アポロ15号、16号、17号のミッションで、LRVは素晴らしい移動性を発揮した。最初に用いられたのは1971年7月31日で、月探査の範囲を大きく広げることに成功した。以前のアポロの宇宙飛行士は、かさばる宇宙服のため、着陸地点の周りを徒歩で探査するだけだったが、その制限はLRVによって解消された。しかしこの範囲は、LRVが故障した時に戻れる範囲という運用上の制約を受けた[14]。LRVの設計上の最高速度は約13km/hであったが、ユージン・サーナンは、18.0km/hを記録し、月面上での(非公式な)最高速度記録を作った[15]

LRVはわずか17か月で開発されたが、大きな故障もなく、月面上で予定された全ての機能が用いられた。アポロ17号のハリソン・シュミットは、「LRVは、我々が期待していたような、信頼できて安全で柔軟な月面探査車であった。これなしでは、アポロ15号、16号、17号での重要な科学的発見はなし得なかったし、我々の現在の月の進化の理解も実現できなかっただろう」と述べた[14]

LRVに小さな不具合が生じることはあった。アポロ16号のLRVの後部のフェンダーは、ジョン・ヤングチャールズ・デュークを助けるためにLRVをぶつけた際、失われてしまい、車輪から出た塵が乗組員やコンソールや通信装置を覆った。これによりバッテリーの温度が高くなり、そのため消費電力が多くなった。修理は行われなかった。

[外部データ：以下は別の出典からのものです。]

//! Linear undo/redo history.
//!
//! Entries are immutable snapshots of text and selection kept in a `Vec`
//! with a cursor. Recording from the middle of the history drops the redo
//! tail, so the history never branches.

use std::fmt;
use std::num::NonZeroUsize;
use std::ops::Range;
use std::time::{Duration, Instant};

use xi_rope::Rope;

use crate::editing::Document;

/// Quiet period after the last change before it is recorded
pub const DEFAULT_DEBOUNCE: Duration = Duration::from_millis(300);

/// Default maximum number of history entries
pub const DEFAULT_HISTORY_LIMIT: usize = 500;

/// Snapshot of the document at one point in history
#[derive(Clone)]
pub struct HistoryEntry {
    buffer: Rope,
    selection: Range<usize>,
}

impl HistoryEntry {
    pub fn new(buffer: Rope, selection: Range<usize>) -> Self {
        Self { buffer, selection }
    }

    pub fn text(&self) -> String {
        self.buffer.to_string()
    }

    pub fn selection(&self) -> Range<usize> {
        self.selection.clone()
    }

    pub(crate) fn buffer(&self) -> &Rope {
        &self.buffer
    }

    /// Rebuild a document from this snapshot
    pub fn to_document(&self) -> Document {
        Document::from_parts(self.buffer.clone(), self.selection.clone())
    }
}

impl From<&Document> for HistoryEntry {
    fn from(doc: &Document) -> Self {
        Self::new(doc.buffer.clone(), doc.selection())
    }
}

impl PartialEq for HistoryEntry {
    fn eq(&self, other: &Self) -> bool {
        self.selection == other.selection
            && self.buffer.slice_to_cow(0..self.buffer.len())
                == other.buffer.slice_to_cow(0..other.buffer.len())
    }
}

impl fmt::Debug for HistoryEntry {
    fn fmt(&self, f: &mut fmt::Formatter<'_>) -> fmt::Result {
        f.debug_struct("HistoryEntry")
            .field("text", &self.text())
            .field("selection", &self.selection)
            .finish()
    }
}

/// Undo/redo history with an optional bound on its length
#[derive(Debug, Clone)]
pub struct History {
    entries: Vec<HistoryEntry>,
    current: Option<usize>,
    max_entries: Option<NonZeroUsize>,
}

impl Default for History {
    fn default() -> Self {
        Self::new(NonZeroUsize::new(DEFAULT_HISTORY_LIMIT))
    }
}

impl History {
    /// Create an empty history; `None` keeps every entry for the session
    pub fn new(max_entries: Option<NonZeroUsize>) -> Self {
        Self {
            entries: Vec::new(),
            current: None,
            max_entries,
        }
    }

    /// Record the document after the current entry.
    ///
    /// Drops any redo tail first. Returns `false` when the snapshot equals the
    /// current entry and nothing was added.
    pub fn record(&mut self, doc: &Document) -> bool {
        self.push(HistoryEntry::from(doc))
    }

    pub(crate) fn push(&mut self, entry: HistoryEntry) -> bool {
        if self.current() == Some(&entry) {
            return false;
        }

        if let Some(current) = self.current {
            self.entries.truncate(current + 1);
        }
        self.entries.push(entry);

        if let Some(max) = self.max_entries {
            let excess = self.entries.len().saturating_sub(max.get());
            if excess > 0 {
                self.entries.drain(..excess);
                log::debug!("history limit {max} reached, dropped {excess} oldest entries");
            }
        }

        self.current = Some(self.entries.len() - 1);
        log::debug!("recorded history entry, {} in total", self.entries.len());
        true
    }

    /// Step back one entry; `None` at the head
    pub fn undo(&mut self) -> Option<&HistoryEntry> {
        let current = self.current?;
        let previous = current.checked_sub(1)?;
        self.current = Some(previous);
        log::debug!("undo to history entry {}", previous + 1);
        self.entries.get(previous)
    }

    /// Step forward one entry; `None` at the tail
    pub fn redo(&mut self) -> Option<&HistoryEntry> {
        let current = self.current?;
        let next = current + 1;
        if next >= self.entries.len() {
            return None;
        }
        self.current = Some(next);
        log::debug!("redo to history entry {}", next + 1);
        self.entries.get(next)
    }

    pub fn current(&self) -> Option<&HistoryEntry> {
        self.current.and_then(|index| self.entries.get(index))
    }

    /// Zero-based position of the current entry
    pub fn position(&self) -> Option<usize> {
        self.current
    }

    pub fn can_undo(&self) -> bool {
        self.current.is_some_and(|index| index > 0)
    }

    pub fn can_redo(&self) -> bool {
        self.current
            .is_some_and(|index| index + 1 < self.entries.len())
    }

    pub fn len(&self) -> usize {
        self.entries.len()
    }

    pub fn is_empty(&self) -> bool {
        self.entries.is_empty()
    }

    pub fn max_entries(&self) -> Option<NonZeroUsize> {
        self.max_entries
    }
}

/// Cancellable quiet-period timer for history recording.
///
/// The caller supplies the clock: `schedule` on every change, `poll` from the
/// event loop. Each `schedule` pushes the deadline out again, so a burst of
/// edits fires once.
#[derive(Debug, Clone)]
pub struct HistoryDebouncer {
    delay: Duration,
    deadline: Option<Instant>,
}

impl Default for HistoryDebouncer {
    fn default() -> Self {
        Self::new(DEFAULT_DEBOUNCE)
    }
}

impl HistoryDebouncer {
    pub fn new(delay: Duration) -> Self {
        Self {
            delay,
            deadline: None,
        }
    }

    pub fn schedule(&mut self, now: Instant) {
        self.deadline = Some(now + self.delay);
        log::trace!("history record scheduled in {:?}", self.delay);
    }

    /// Returns `true` once when the quiet period has elapsed
    pub fn poll(&mut self, now: Instant) -> bool {
        match self.deadline {
            Some(deadline) if now >= deadline => {
                self.deadline = None;
                true
            }
            _ => false,
        }
    }

    pub fn cancel(&mut self) {
        self.deadline = None;
    }

    pub fn is_pending(&self) -> bool {
        self.deadline.is_some()
    }

    /// Time left before the pending record fires
    pub fn remaining(&self, now: Instant) -> Option<Duration> {
        self.deadline
            .map(|deadline| deadline.saturating_duration_since(now))
    }

    pub fn delay(&self) -> Duration {
        self.delay
    }
}

#[cfg(test)]
mod tests {
    use super::*;
    use pretty_assertions::assert_eq;

    fn doc(text: &str, selection: Range<usize>) -> Document {
        let mut doc = Document::new(text);
        doc.set_selection(selection);
        doc
    }

    #[test]
    fn test_undo_redo_at_boundaries_are_noops() {
        let mut history = History::default();
        assert!(history.undo().is_none());
        assert!(history.redo().is_none());

        history.record(&doc("a", 1..1));
        assert!(history.undo().is_none());
        assert!(history.redo().is_none());
        assert_eq!(history.position(), Some(0));
    }

    #[test]
    fn test_round_trip_restores_latest_state() {
        let mut history = History::default();
        let states = [
            doc("", 0..0),
            doc("a", 1..1),
            doc("ab", 2..2),
            doc("**ab**", 2..4),
        ];
        for state in &states {
            assert!(history.record(state));
        }

        let edits = states.len() - 1;
        for _ in 0..edits {
            assert!(history.undo().is_some());
        }
        assert_eq!(history.current().unwrap().to_document(), states[0]);

        for _ in 0..edits {
            assert!(history.redo().is_some());
        }
        let latest = history.current().unwrap();
        assert_eq!(latest.text(), "**ab**");
        assert_eq!(latest.selection(), 2..4);
    }

    #[test]
    fn test_record_after_undo_discards_redo_tail() {
        let mut history = History::default();
        history.record(&doc("one", 3..3));
        history.record(&doc("two", 3..3));
        history.record(&doc("three", 5..5));

        history.undo();
        history.undo();
        history.record(&doc("branch", 6..6));

        assert!(!history.can_redo());
        assert_eq!(history.len(), 2);
        assert_eq!(history.undo().unwrap().text(), "one");
    }

    #[test]
    fn test_identical_snapshot_is_not_recorded() {
        let mut history = History::default();
        assert!(history.record(&doc("same", 4..4)));
        assert!(!history.record(&doc("same", 4..4)));
        assert!(history.record(&doc("same", 0..4)));
        assert_eq!(history.len(), 2);
    }

    #[test]
    fn test_bounded_history_drops_oldest() {
        let mut history = History::new(NonZeroUsize::new(2));
        history.record(&doc("1", 0..0));
        history.record(&doc("2", 0..0));
        history.record(&doc("3", 0..0));

        assert_eq!(history.len(), 2);
        assert_eq!(history.current().unwrap().text(), "3");
        assert_eq!(history.undo().unwrap().text(), "2");
        assert!(history.undo().is_none());
    }

    #[test]
    fn test_snapshot_unaffected_by_later_edits() {
        let mut history = History::new(None);
        let mut live = doc("original", 0..0);
        history.record(&live);

        live.set_text("changed");
        assert_eq!(history.current().unwrap().text(), "original");
    }

    #[test]
    fn test_debouncer_fires_once_after_quiet_period() {
        let start = Instant::now();
        let mut debouncer = HistoryDebouncer::default();

        debouncer.schedule(start);
        assert!(!debouncer.poll(start + Duration::from_millis(299)));
        assert!(debouncer.poll(start + Duration::from_millis(300)));
        assert!(!debouncer.poll(start + Duration::from_millis(600)));
    }

    #[test]
    fn test_debouncer_restarts_on_every_change() {
        let start = Instant::now();
        let mut debouncer = HistoryDebouncer::new(Duration::from_millis(300));

        debouncer.schedule(start);
        debouncer.schedule(start + Duration::from_millis(200));
        assert!(!debouncer.poll(start + Duration::from_millis(400)));
        assert_eq!(
            debouncer.remaining(start + Duration::from_millis(400)),
            Some(Duration::from_millis(100))
        );
        assert!(debouncer.poll(start + Duration::from_millis(500)));
    }

    #[test]
    fn test_debouncer_cancel() {
        let start = Instant::now();
        let mut debouncer = HistoryDebouncer::default();
        debouncer.schedule(start);
        debouncer.cancel();
        assert!(!debouncer.is_pending());
        assert!(!debouncer.poll(start + Duration::from_secs(1)));
    }
}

アポロ17号のLRVのフェンダーは、ハンマーを持ったユージン・サーナンとたまたまぶつかった際に破損した。サーナンとシュミットはテープで貼って戻したが、表面が塵で汚れていたため接着が悪く、1時間の走行でフェンダーは失われ、宇宙飛行士は塵をかぶることとなった。2度目の船外活動の際、船外活動地図とダクトテープ、月着陸船のクランプを用いて、代替のフェンダーが作られ、取り付けられた。帰還の際、必要なクランプを回収するためにこの代替品は分解された。地図は地球に持って帰られ、現在は国立航空宇宙博物館に収蔵されている。塵による摩耗は、間に合わせのフェンダーの一部であった証拠である[16][17]1971年発行のアメリカ合衆国の切手に描かれたLRV

LRVの前面に取り付けられたカラーのテレビカメラは、地上のミッションコントロールセンターから、旋回、傾け、拡大等の遠隔操作を行うことができた。これにより、以前のミッションよりもはるかに良い画像を撮影することができた。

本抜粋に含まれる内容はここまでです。